Motto

Dari seorang ibu untuk dibagi ke dan dikomentari oleh semua pemerhati anak...

Kamis, 18 Oktober 2007

Khawatir Anak Bunuh Diri? Evaluasi, Introspeksi dan Ilmu Orang tua adalah Obatnya

Masa remaja adalah masa yang paling indah dan menyenangkan. Hari-hari penuh dengan tawa, canda dan keceriaan. Perhatian, pengertian dan curahan kasih sayang dari orangtua adalah menu utama masa-masa ini. Paling tidak, kondisi inilah yang didambakan setiap anak, dan yang semestinya diwujudkan oleh orangtua.


Namun sayang, justru keadaan sebaliknya yang banyak dialami oleh sebagian anak-anak di lingkungan kita. Kekecewaan, kesedihan, ketakutan, dan kegelisahan lebih sering mendominasi kehidupan mereka. Kehidupan sehari-hari mereka tak ubahnya seperti neraka dunia.

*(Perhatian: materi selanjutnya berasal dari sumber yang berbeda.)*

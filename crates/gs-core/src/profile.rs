//! Visualization profiles and color-scale identifiers.
//!
//! The actual color data lives in `gs-render`; this module only names the
//! scales so that [`KpiKind::profile`](crate::KpiKind::profile) can carry
//! its default scale as plain data.

use std::fmt;
use std::str::FromStr;

use crate::{CoreError, CoreResult};

/// Identifier of a continuous color scale.
#[derive(Copy, Clone, Debug, PartialEq, Eq, Hash, PartialOrd, Ord)]
#[cfg_attr(feature = "serde", derive(serde::Serialize, serde::Deserialize))]
pub enum ColorScaleId {
    /// Diverging red → yellow → green.
    RdYlGn,
    /// Sequential white → dark red.
    Reds,
    /// Sequential white → dark green.
    Greens,
    /// Diverging blue → light grey → red.
    Coolwarm,
}

impl ColorScaleId {
    pub const ALL: [ColorScaleId; 4] = [
        ColorScaleId::RdYlGn,
        ColorScaleId::Reds,
        ColorScaleId::Greens,
        ColorScaleId::Coolwarm,
    ];

    pub fn name(self) -> &'static str {
        match self {
            ColorScaleId::RdYlGn   => "RdYlGn",
            ColorScaleId::Reds     => "Reds",
            ColorScaleId::Greens   => "Greens",
            ColorScaleId::Coolwarm => "coolwarm",
        }
    }
}

impl FromStr for ColorScaleId {
    type Err = CoreError;

    /// Case-insensitive.  Unknown names are an error on every call site;
    /// there is no fallback scale.
    fn from_str(s: &str) -> CoreResult<Self> {
        Self::ALL
            .into_iter()
            .find(|id| id.name().eq_ignore_ascii_case(s))
            .ok_or_else(|| CoreError::selection("color scale", s))
    }
}

impl fmt::Display for ColorScaleId {
    fn fmt(&self, f: &mut fmt::Formatter<'_>) -> fmt::Result {
        f.write_str(self.name())
    }
}

/// How one KPI is drawn: value range, no-data sentinel, scale, and title.
#[derive(Copy, Clone, Debug, PartialEq)]
pub struct VisualProfile {
    /// Raster fill for cells without a sample; rendered transparent.
    pub no_data:      f64,
    pub vmin:         f64,
    pub vmax:         f64,
    pub scale:        ColorScaleId,
    pub legend_title: &'static str,
}

impl VisualProfile {
    /// Override the value range, keeping scale and no-data.
    pub fn with_range(self, vmin: f64, vmax: f64) -> Self {
        Self { vmin, vmax, ..self }
    }
}
fn detail_query() -> CompetitiveQuery {
    let source = CompetitiveSource::Detail { signal_range: ValueRange::new(-90.0, -60.0).unwrap() };
    CompetitiveQuery::new("Acme", "LB", MetricColumn::new("dl_tput").unwrap(), source)
        .population(ValueRange::new(50.0, 500.0).unwrap())
}

fn category_query() -> CompetitiveQuery {
    let source = CompetitiveSource::Category { value_range: ValueRange::new(0.0, 4.0).unwrap() };
    CompetitiveQuery::new("Acme", "LB", MetricColumn::new("coverage_cat").unwrap(), source)
}

// ── CSV loader ────────────────────────────────────────────────────────────────

#[cfg(test)]
mod loader {
    use super::*;

    #[test]
    fn sector_rows_parse_optional_fields() {
        let rows = sectors();
        assert_eq!(rows.len(), 5);
        assert_eq!(rows[0].pixel_index, PixelIndex(1));
        assert_eq!(rows[0].site_id, SiteId::from("A"));
        assert_eq!(rows[0].sample_count, Some(40));
        assert_eq!(rows[1].latent_demand, None);
        assert_eq!(rows[2].sample_count, None);
        assert_eq!(rows[4].scenario.traffic_scenario, 2.0);
    }

    #[test]
    fn aggregate_rows_parse() {
        let rows = aggregates();
        assert_eq!(rows.len(), 3);
        assert_eq!(rows[0].kpi_value(KpiKind::Npv), Some(2500.0));
        assert_eq!(rows[1].kpi_value(KpiKind::Roi), None);
        assert_eq!(rows[2].quality_index, None);
        assert_eq!(rows[0].best_server, Some(SectorId::from("A_1")));
        assert_eq!(rows[1].best_server, None);
    }

    #[test]
    fn competitive_rows_keep_every_metric_column() {
        let rows = detail();
        assert_eq!(rows.len(), 5);
        assert_eq!(rows[0].provider, "Acme");
        assert_eq!(rows[0].roads_proximity, 1);
        assert_eq!(rows[0].signal_level(), Some(-85.0));
        assert_eq!(rows[0].metrics.get("dl_tput"), Some(&12.0));
        assert!(!rows[1].metrics.contains_key("dl_tput"));
        assert_eq!(category()[3].metrics.get("coverage_cat"), None);
    }

    #[test]
    fn competitive_table_needs_its_provider_column() {
        // Detail CSV read as the category table: no `target_csp`.
        let err = crate::load_competitive_reader(DETAIL_CSV.as_bytes(), CompetitiveTable::Category).unwrap_err();
        assert!(err.to_string().contains("target_csp"), "{err}");
    }

    #[test]
    fn non_numeric_metric_names_row_and_column() {
        let bad = "Latitude,Longitude,target_csp,band_category,roads_proximity,population,score\n\
                   40.0,-3.0,Acme,LB,1,10.0,high\n";
        let err = crate::load_competitive_reader(bad.as_bytes(), CompetitiveTable::Category).unwrap_err();
        let msg = err.to_string();
        assert!(msg.contains("row 2") && msg.contains("score"), "{msg}");
    }

    #[test]
    fn malformed_row_reports_line() {
        let bad = "index,latitude_50,longitude_50,geo_rsrp,geo_cqi,geo_user_tput_dl,geo_churn_prob,geo_served_demand,geo_latent_demand,geo_cap_demand,geo_revenue_potential,roi,npv,ttc,scenario_traffic,scenario_optim,year\n\
                   x,40.0,-3.0,,,,,,,,,,,,1.0,0,2025\n";
        let err = crate::load_aggregates_reader(bad.as_bytes()).unwrap_err();
        assert!(err.to_string().contains("row 2"), "{err}");
    }

    #[test]
    fn csv_file_roundtrip_through_disk() {
        let dir = tempfile::tempdir().unwrap();
        let path = dir.path().join("pixel_sector.csv");
        std::fs::write(&path, SECTOR_CSV).unwrap();
        assert_eq!(crate::load_sector_records_csv(&path).unwrap().len(), 5);
    }

    #[test]
    fn missing_file_is_io_error() {
        let err = crate::load_aggregates_csv(std::path::Path::new("/nonexistent/agg.csv")).unwrap_err();
        assert!(matches!(err, crate::RepoError::Io(_)));
        assert!(err.is_retryable());
    }

    #[test]
    fn bad_data_is_not_retryable() {
        let err = crate::load_sector_records_reader("index\nnot-a-number\n".as_bytes()).unwrap_err();
        assert!(!err.is_retryable());
    }
}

Akhir-akhir ini, berita tentang anak bunuh diri hampir setiap hari muncul di media massa. Berbagai cara mereka lakukan untuk mengakhiri hidup, mulai dari menusukkan pisau dapur ke perut, menyirami seluruh tubuh dengan minyak tanah dan menyulutnya dengan api, sampai menggantung diri.



Faktor Penyebab

Pusat Psikiatri Universitas Texas (2007) dan sumber lain menyebutkan faktor-faktor penyebab bunuh diri pada anak usia belasan tahun, antara lain:
Masalah orangtua (broken home)
Kekerasan dalam keluarga
Dipermalukan teman di sekolah dan tempat bermain (bullying, pelecehan)
Masalah ekonomi keluarga
Diabaikan oleh keluarga dan teman
Putus hubungan dengan kekasih
Depresi


Disebutkan juga bahwa pendorong terjadinya tindakan bunuh diri itu biasanya kombinasi dari beberapa faktor penyebab di atas.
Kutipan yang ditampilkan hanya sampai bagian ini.